1: Borders worsen the lottery of birth by restricting the free movement of people. They confine people to a nation state that they were never able to consent into, and make it artificially more difficult for them to leave. 

2: A world without borders would significantly increase the free movement of people. This would greatly increase the amount of cultural exchange and knowledge sharing, leading to faster innovation and more cultural tolerance worldwide.

3: There will be fairer economic activity since everyone has access to the same resources. 

4: It will be harder for conflict to arise for two reasons: 1) War becomes expensive. 2) War becomes undesirable given that cooperation generally leads to a greater output.

Opposition

Framing

  • The government has a large propensity to oppress because there are very limited means to challenge it
  • Since a world without borders cannot exist without some sort of regulatory oversight, there is likely to be one “great” leader even if other leaders exist. This governing actor will have an overwhelming amount of power over the world, since a lack of borders means that there is no place for new communities or ideas to grow

1: It is principally necessary for people to have the ability to identify themselves as an entity or community.
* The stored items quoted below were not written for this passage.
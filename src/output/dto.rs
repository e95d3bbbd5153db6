use crate::event::model::EventRecord;
use serde::Serialize;

/// Published form of an event.
///
/// `url` is canonical; `link` repeats it for consumers that still read the old name.
#[derive(Debug, Clone, Serialize)]
pub struct PublishedEvent<'a> {
    pub name: &'a str,
    pub start_date: &'a str,
    pub end_date: &'a str,
    pub location: &'a str,
    pub url: &'a str,
    #[serde(skip_serializing_if = "Option::is_none")]
    pub link: Option<&'a str>,
    #[serde(skip_serializing_if = "Option::is_none")]
    pub raw_start_date: Option<&'a str>,
    #[serde(skip_serializing_if = "Option::is_none")]
    pub raw_end_date: Option<&'a str>,
}

impl<'a> PublishedEvent<'a> {
    pub fn new(event: &'a EventRecord, emit_link_alias: bool) -> Self {
        Self {
            name: &event.name,
            start_date: &event.start_date,
            end_date: &event.end_date,
            location: &event.location,
            url: &event.url,
            link: emit_link_alias.then_some(event.url.as_str()),
            raw_start_date: event.raw_start_date.as_deref(),
            raw_end_date: event.raw_end_date.as_deref(),
        }
    }
}

/// The combined document: both partitions plus the time they were computed
#[derive(Debug, Serialize)]
pub struct EventsDocument<'a> {
    pub last_updated: String,
    pub upcoming: Vec<PublishedEvent<'a>>,
    pub past: Vec<PublishedEvent<'a>>,
}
To force people to reconcile with people who have different beliefs is unfair since: 1) it could cause great practical harm to one; 2) sometimes your principles will clash on things that are extremely important to you. 

2: Minority communities have much less capacity for self-emancipation when they have nowhere else to go to. There will always be people who are considered minorities within a “nation,” and nations will be located far enough such that the “otherment” of certain groups of people is likely to occur. Since governing entities are likely to prioritize selfish needs, some oppression is likely to occur.

3: The likely way this motion would occur is through absolute global domination, since no nation wants to cede their territory. There have been many attempts at conquering the world: Rome, Persia, China, Mongolia, Germany, Soviet Union, some of which were quite close to a different outcome.

This house believes that the US should advocate for an immediate ceasefire in Ukraine

Government

Framing:

  • The US is not going to automatically stop funding Ukraine, they will still supply weapons but use this as leverage to encourage Ukraine to accept an end to the conflict
  • The US would likely do this because they want to see the war end, they feel strapped for funding with other conflicts and expenses
  • Most likely, any ceasefire that Russia would agree to would cede the current borders, allowing Russia to control the regions it has seized, but allow the rest of Ukraine to remain independent
  • Ukraine would likely be incorporated within Western military alliance, making additional conflict following the end of the war unlikely

1: This is a definitive end to a conflict that Ukraine is unlikely to win, saving additional months or years of fighting for no meaningful purpose. Given that there is unlikely to be any future gains by either side, it is unreasonable to continue fighting now for no clear purpose. War is very bad, and any expedited end to the conflict would be tremendous for human welfare in the region.

2:  This would improve the relationship between the West and Russia, which has become very bad following the beginning of the Ukraine war. By acting as a peacemaker, the US would reframe their relationship with Russia from one as an enemy, to something a little bit better. There are still likely to be some tensions between them, but things could be a little bit better.

Opposition

Framing:

1: It is still possible that Ukraine could win the war and reclaim the territory that Russia has conquered, to neglect this while Ukraine is still motivated to continue trying to win would be wrong. Ukraine cannot continue fighting without the US providing support, and the US supporting a ceasefire would be horrible for morale.

2: This would make the US appear weak, and future security guarantees in places like Taiwan would be less meaningful. Setting a precedent that the US is an absolute ally is an effective deterrent to conflict elsewhere in the world.